Shares of Dave & Buster’s Entertainment, Inc. (NASDAQ:PLAY) have dropped over 20% today as it’s CEO, Steve King, announced its updated guidance for its fiscal 2017, which will be ending on February 4th, 2018.
King said that the company anticipated a slower start to the fourth quarter but expected its sales to improve in December. However, the company’s sales did not improve during this time and due to this, it slashed its estimate for its fiscal 2017. From its previous guidance of $110-$112 million, the company expects the income to be around $108-$110 million.
King announced that its new stores that have been opened, are performing very well. The year-one cash returns on its 2016 stores that were opened, was around 54%, which far exceeded its very successful 2014 and 2015.

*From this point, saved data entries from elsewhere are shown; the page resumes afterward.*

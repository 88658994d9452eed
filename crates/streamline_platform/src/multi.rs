#![forbid(unsafe_code)]

//! Several connectors behind one bridge and one operation table.

use std::collections::BTreeMap;

use futures::future::join_all;
use parking_lot::Mutex;
use streamline_bridge::{Event, Unsubscribe};
use tracing::{debug, info};

use crate::chat::ChatConnector;
use crate::connector::{Connector, ConnectorFactory, ConnectorOp, SayReceipt};
use crate::error::{ConfigError, HandshakeError, SayError};
use crate::event::{EventPayload, PlatformBridge};
use crate::options::ConnectorOptions;
use crate::pubsub::PubsubConnector;

pub struct Multi {
	bridge: PlatformBridge,
	children: Vec<Box<dyn Connector>>,
	links: Mutex<Vec<Unsubscribe<EventPayload>>>,
	ops: BTreeMap<ConnectorOp, usize>,
}

impl Multi {
	/// Build every child in order. The first factory error aborts construction.
	pub fn new(factories: &[ConnectorFactory], options: &ConnectorOptions) -> Result<Self, ConfigError> {
		let mut children = Vec::with_capacity(factories.len());
		for factory in factories {
			children.push(factory(options)?);
		}
		Self::from_children(children)
	}

	/// Chat plus topic-push.
	pub fn realtime(options: &ConnectorOptions) -> Result<Self, ConfigError> {
		let factories: [ConnectorFactory; 2] = [ChatConnector::factory, PubsubConnector::factory];
		Self::new(&factories, options)
	}

	pub fn from_children(children: Vec<Box<dyn Connector>>) -> Result<Self, ConfigError> {
		let mut ops: BTreeMap<ConnectorOp, usize> = BTreeMap::new();
		for (idx, child) in children.iter().enumerate() {
			for &op in child.ops() {
				if let Some(&first) = ops.get(&op) {
					return Err(ConfigError::DuplicateOperation {
						op,
						first: children[first].name(),
						second: child.name(),
					});
				}
				ops.insert(op, idx);
			}
		}

		let bridge = PlatformBridge::new();
		let links = children.iter().map(|child| bridge.pull(child.bridge(), None)).collect();
		debug!(children = ?children.iter().map(|c| c.name()).collect::<Vec<_>>(), "multiplexer built");

		Ok(Self {
			bridge,
			children,
			links: Mutex::new(links),
			ops,
		})
	}

	/// Merged bridge carrying every child's events unprefixed.
	pub fn bridge(&self) -> &PlatformBridge {
		&self.bridge
	}

	pub fn on<F>(&self, pattern: impl Into<String>, handler: F) -> Unsubscribe<EventPayload>
	where
		F: Fn(&Event<EventPayload>) + Send + Sync + 'static,
	{
		self.bridge.on(pattern, handler)
	}

	pub fn names(&self) -> Vec<&'static str> {
		self.children.iter().map(|c| c.name()).collect()
	}

	pub fn children(&self) -> &[Box<dyn Connector>] {
		&self.children
	}

	pub fn ops(&self) -> Vec<ConnectorOp> {
		self.ops.keys().copied().collect()
	}

	/// Connect every child concurrently; one result per child, in order.
	pub async fn connect(&self) -> Vec<Result<bool, HandshakeError>> {
		let results = join_all(self.children.iter().map(|c| c.connect())).await;
		info!(
			connected = results.iter().filter(|r| r.is_ok()).count(),
			total = results.len(),
			"multiplexer connect settled"
		);
		results
	}

	pub async fn disconnect(&self) {
		join_all(self.children.iter().map(|c| c.disconnect())).await;
	}

	/// Detach child forwarding. Children keep running; the merged bridge goes quiet.
	pub fn stop(&self) {
		for link in self.links.lock().drain(..) {
			let _ = link.unsubscribe();
		}
	}

	pub async fn say(&self, text: &str, reply_to: Option<&str>) -> Result<SayReceipt, SayError> {
		let Some(&idx) = self.ops.get(&ConnectorOp::Say) else {
			return Err(SayError::Unsupported);
		};
		self.children[idx].say(text, reply_to).await
	}
}

impl Drop for Multi {
	fn drop(&mut self) {
		self.stop();
	}
}

#[cfg(test)]
mod tests {
	use super::*;
	use crate::event::CONNECT_EVENT;
	use async_trait::async_trait;

	struct Stub {
		name: &'static str,
		ops: &'static [ConnectorOp],
		bridge: PlatformBridge,
	}

	#[async_trait]
	impl Connector for Stub {
		fn name(&self) -> &'static str {
			self.name
		}

		fn bridge(&self) -> &PlatformBridge {
			&self.bridge
		}

		async fn connect(&self) -> Result<bool, HandshakeError> {
			self.bridge.emit(CONNECT_EVENT, EventPayload::Lifecycle(self.name.to_string()));
			Ok(true)
		}

		async fn disconnect(&self) {}

		fn ops(&self) -> &'static [ConnectorOp] {
			self.ops
		}
	}

	fn stub(name: &'static str, ops: &'static [ConnectorOp]) -> Box<dyn Connector> {
		Box::new(Stub {
			name,
			ops,
			bridge: PlatformBridge::new(),
		})
	}

	#[test]
	fn colliding_operations_are_rejected() {
		let err = Multi::from_children(vec![stub("a", &[ConnectorOp::Say]), stub("b", &[ConnectorOp::Say])])
			.err()
			.expect("duplicate say");
		assert_eq!(
			err,
			ConfigError::DuplicateOperation {
				op: ConnectorOp::Say,
				first: "a",
				second: "b",
			}
		);
	}

	#[tokio::test]
	async fn say_without_provider_is_unsupported() {
		let multi = Multi::from_children(vec![stub("a", &[])]).expect("multi");
		assert_eq!(multi.say("hi", None).await, Err(SayError::Unsupported));
		assert!(multi.ops().is_empty());
	}

	#[tokio::test]
	async fn connect_reports_each_child() {
		let multi = Multi::from_children(vec![stub("a", &[]), stub("b", &[ConnectorOp::Say])]).expect("multi");
		assert_eq!(multi.names(), vec!["a", "b"]);
		assert_eq!(multi.connect().await, vec![Ok(true), Ok(true)]);
	}
}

The CEO states that the company’s key priority is to open new stores with these outstanding returns. Dave and Buster’s still plans on opening 14-15 new stores in 2018 and anticipates to grow its locations by 14 percent this year. In mid-2017, the company has signed 23 location leases for new stores to be opened between now and 2019.
This Christmas season, American’s spent less on gifts this year, than previous years in the past. Some analysts believe this is due to the unlikelihood of raises within the new year. As Dave and Buster’s scratches its head as to why it didn’t make the anticipated amount they were expecting in December, this might be a big reason. As Americans spent less on gifts, they might have opted to spend less on entertainment during the holiday season, as well.
Still, the return the company has made with its new stores is something to be confident about. While a renovation of old stores may be a more cost-effective solution, the company is set on its previous plans and will open its anticipated new stores within the year 2018.